Task goal: Scan the records for the string "anyhow" and copy every line that holds it.

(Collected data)
%%
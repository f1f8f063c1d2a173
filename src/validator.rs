use anyhow::anyhow;
use axum::{
    Json,
    extract::{FromRequest, Request, rejection::JsonRejection},
    http::StatusCode,
};
use serde::de::DeserializeOwned;
use validator::{Validate, ValidationErrors};

use fabriq_core::errors::AppError;

fn format_errors(errors: &ValidationErrors) -> String {
    errors
        .field_errors()
        .iter()
        .flat_map(|(field, errors)| {
            errors.iter().filter_map(move |error| {
                error
                    .message
                    .as_ref()
                    .map(|msg| msg.to_string())
                    .or_else(|| Some(format!("{} is invalid", field)))
            })
        })
        .collect::<Vec<_>>()
        .join(", ")
}

#[derive(Debug, Clone, Copy, Default)]
pub struct ValidatedJson<T>(pub T);

impl<T, S> FromRequest<S> for ValidatedJson<T>
where
    T: DeserializeOwned + Validate,
    S: Send + Sync,
{
    type Rejection = AppError;

    async fn from_request(req: Request, state: &S) -> Result<Self, Self::Rejection> {
        let Json(value) = Json::<T>::from_request(req, state)
            .await
            .map_err(|rejection| {
                let error_msg = rejection.body_text();

                if error_msg.contains("missing field") {
                    let field = error_msg
                        .split("missing field `")
                        .nth(1)
                        .and_then(|s| s.split('`').next())
                        .unwrap_or("unknown");
                    return AppError::new(
                        StatusCode::BAD_REQUEST,
                        anyhow!("{} is required", field),
                    );
                }

                if error_msg.contains("unknown variant") {
                    return AppError::new(
                        StatusCode::BAD_REQUEST,
                        anyhow!("Unrecognized value in request"),
                    );
                }

                if error_msg.contains("invalid type") {
                    return AppError::new(
                        StatusCode::BAD_REQUEST,
                        anyhow!("Invalid field type in request"),
                    );
                }

                if matches!(rejection, JsonRejection::MissingJsonContentType(_)) {
                    return AppError::new(
                        StatusCode::BAD_REQUEST,
                        anyhow!("Missing 'Content-Type: application/json' header"),
                    );
                }

                AppError::new(StatusCode::BAD_REQUEST, anyhow!("Invalid request body"))
            })?;

        value.validate().map_err(|errors| {
            AppError::new(
                StatusCode::UNPROCESSABLE_ENTITY,
                anyhow!("{}", format_errors(&errors)),
            )
        })?;

        Ok(ValidatedJson(value))
    }
}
%%
Result of the task:
use anyhow::anyhow;
                        anyhow!("{} is required", field),
                        anyhow!("Unrecognized value in request"),
                        anyhow!("Invalid field type in request"),
                        anyhow!("Missing 'Content-Type: application/json' header"),
                AppError::new(StatusCode::BAD_REQUEST, anyhow!("Invalid request body"))
                anyhow!("{}", format_errors(&errors)),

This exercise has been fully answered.